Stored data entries
--------------------------------
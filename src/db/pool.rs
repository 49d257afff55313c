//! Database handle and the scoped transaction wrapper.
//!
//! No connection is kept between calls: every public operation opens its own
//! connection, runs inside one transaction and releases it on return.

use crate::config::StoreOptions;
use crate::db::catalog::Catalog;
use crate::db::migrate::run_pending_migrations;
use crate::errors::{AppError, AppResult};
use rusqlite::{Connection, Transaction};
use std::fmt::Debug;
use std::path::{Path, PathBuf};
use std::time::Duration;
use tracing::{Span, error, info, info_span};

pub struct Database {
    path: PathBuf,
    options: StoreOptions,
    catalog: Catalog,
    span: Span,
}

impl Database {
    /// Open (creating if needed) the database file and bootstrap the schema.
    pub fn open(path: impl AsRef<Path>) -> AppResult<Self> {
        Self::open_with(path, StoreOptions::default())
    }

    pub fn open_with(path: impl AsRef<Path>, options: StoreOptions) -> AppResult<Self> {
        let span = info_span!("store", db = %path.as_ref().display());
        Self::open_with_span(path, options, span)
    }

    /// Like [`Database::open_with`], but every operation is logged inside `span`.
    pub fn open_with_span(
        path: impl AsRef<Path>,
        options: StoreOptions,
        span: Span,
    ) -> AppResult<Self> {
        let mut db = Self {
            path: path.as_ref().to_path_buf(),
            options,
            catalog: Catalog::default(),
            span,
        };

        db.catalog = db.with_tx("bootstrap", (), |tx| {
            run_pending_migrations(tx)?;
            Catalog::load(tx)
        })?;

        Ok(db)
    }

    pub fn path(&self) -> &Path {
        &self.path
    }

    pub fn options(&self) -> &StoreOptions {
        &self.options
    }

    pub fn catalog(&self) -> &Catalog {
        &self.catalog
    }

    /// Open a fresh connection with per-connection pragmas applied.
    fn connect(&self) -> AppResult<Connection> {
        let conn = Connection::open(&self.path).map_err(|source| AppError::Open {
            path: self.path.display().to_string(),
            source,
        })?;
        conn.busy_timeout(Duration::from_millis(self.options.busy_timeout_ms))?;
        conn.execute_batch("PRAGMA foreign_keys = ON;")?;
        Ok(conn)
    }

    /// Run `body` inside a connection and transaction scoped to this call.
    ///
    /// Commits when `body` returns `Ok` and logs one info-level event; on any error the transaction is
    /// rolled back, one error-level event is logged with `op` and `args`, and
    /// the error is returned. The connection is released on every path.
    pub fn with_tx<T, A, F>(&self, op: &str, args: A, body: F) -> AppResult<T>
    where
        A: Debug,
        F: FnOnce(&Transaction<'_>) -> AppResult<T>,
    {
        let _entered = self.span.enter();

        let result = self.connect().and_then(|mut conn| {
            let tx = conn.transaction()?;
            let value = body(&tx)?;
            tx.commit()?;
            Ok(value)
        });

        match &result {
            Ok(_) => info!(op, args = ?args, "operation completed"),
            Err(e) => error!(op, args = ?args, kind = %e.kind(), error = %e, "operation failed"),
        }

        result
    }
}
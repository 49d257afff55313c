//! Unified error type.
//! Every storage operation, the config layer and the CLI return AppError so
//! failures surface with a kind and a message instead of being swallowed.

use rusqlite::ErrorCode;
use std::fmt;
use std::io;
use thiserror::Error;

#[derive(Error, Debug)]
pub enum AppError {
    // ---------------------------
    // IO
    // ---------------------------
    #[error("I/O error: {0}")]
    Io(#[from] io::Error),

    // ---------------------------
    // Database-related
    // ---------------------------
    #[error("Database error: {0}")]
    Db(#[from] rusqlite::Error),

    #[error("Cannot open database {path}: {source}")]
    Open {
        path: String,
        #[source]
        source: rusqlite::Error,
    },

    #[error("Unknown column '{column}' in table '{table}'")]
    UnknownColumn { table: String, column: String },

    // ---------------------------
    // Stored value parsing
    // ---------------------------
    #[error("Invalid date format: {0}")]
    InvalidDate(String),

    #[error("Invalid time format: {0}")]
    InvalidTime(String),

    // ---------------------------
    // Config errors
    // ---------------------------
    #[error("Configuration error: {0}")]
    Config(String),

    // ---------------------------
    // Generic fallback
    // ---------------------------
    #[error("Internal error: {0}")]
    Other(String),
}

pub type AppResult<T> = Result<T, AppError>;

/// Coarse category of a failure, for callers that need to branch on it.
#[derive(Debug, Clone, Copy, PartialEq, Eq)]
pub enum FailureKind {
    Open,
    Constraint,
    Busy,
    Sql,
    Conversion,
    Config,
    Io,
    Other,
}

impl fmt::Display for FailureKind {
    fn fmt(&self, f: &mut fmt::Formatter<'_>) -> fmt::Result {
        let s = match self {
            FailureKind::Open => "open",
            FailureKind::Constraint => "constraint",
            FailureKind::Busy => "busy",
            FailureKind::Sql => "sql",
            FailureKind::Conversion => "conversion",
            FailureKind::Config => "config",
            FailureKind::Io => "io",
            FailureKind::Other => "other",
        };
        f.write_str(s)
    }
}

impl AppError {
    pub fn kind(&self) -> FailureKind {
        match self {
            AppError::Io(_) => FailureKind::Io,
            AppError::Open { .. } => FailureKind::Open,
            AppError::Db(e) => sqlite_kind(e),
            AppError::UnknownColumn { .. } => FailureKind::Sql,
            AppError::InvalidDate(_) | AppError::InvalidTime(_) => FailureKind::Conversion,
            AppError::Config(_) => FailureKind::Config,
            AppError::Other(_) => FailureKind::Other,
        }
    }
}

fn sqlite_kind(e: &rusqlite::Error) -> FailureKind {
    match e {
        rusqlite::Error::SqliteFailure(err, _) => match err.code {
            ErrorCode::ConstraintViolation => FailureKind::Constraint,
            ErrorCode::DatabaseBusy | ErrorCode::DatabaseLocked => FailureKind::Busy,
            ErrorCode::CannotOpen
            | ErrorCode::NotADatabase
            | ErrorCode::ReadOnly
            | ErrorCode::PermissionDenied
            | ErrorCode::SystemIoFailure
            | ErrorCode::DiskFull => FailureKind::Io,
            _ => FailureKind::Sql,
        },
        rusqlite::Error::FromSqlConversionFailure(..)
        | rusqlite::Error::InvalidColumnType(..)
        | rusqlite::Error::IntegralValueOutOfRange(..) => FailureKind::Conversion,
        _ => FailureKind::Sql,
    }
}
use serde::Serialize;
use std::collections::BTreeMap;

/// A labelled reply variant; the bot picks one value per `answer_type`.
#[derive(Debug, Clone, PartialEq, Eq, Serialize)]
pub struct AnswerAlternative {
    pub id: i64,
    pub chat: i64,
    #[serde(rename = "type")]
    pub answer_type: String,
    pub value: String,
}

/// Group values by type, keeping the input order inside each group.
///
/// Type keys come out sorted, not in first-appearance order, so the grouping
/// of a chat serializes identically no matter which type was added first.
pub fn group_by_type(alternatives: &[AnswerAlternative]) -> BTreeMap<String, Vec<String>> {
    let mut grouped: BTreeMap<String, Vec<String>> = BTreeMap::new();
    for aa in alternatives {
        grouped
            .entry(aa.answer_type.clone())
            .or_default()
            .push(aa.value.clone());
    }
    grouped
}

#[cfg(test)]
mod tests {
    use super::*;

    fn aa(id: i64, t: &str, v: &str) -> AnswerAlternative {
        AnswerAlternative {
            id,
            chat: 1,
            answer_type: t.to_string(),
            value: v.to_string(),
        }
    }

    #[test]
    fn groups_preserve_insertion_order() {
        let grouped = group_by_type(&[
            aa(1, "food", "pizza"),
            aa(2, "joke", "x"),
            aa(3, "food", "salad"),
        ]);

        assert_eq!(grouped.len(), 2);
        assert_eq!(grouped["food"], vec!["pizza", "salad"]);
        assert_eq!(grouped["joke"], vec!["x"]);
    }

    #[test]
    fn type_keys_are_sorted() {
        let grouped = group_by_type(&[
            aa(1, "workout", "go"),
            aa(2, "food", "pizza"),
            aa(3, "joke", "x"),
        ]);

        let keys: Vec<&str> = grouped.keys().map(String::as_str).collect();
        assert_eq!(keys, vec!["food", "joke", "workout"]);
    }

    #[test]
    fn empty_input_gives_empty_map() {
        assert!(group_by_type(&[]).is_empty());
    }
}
--------------------------------
DIRECTIONS -
The expected answer is an exact copy of the lines above, beginning at the line with "use serde::Serialize;" and ending at the line with "for aa in alternatives", with both ends in.

FINISHED TASK -
use serde::Serialize;
use std::collections::BTreeMap;

/// A labelled reply variant; the bot picks one value per `answer_type`.
#[derive(Debug, Clone, PartialEq, Eq, Serialize)]
pub struct AnswerAlternative {
    pub id: i64,
    pub chat: i64,
    #[serde(rename = "type")]
    pub answer_type: String,
    pub value: String,
}

/// Group values by type, keeping the input order inside each group.
///
/// Type keys come out sorted, not in first-appearance order, so the grouping
/// of a chat serializes identically no matter which type was added first.
pub fn group_by_type(alternatives: &[AnswerAlternative]) -> BTreeMap<String, Vec<String>> {
    let mut grouped: BTreeMap<String, Vec<String>> = BTreeMap::new();
    for aa in alternatives {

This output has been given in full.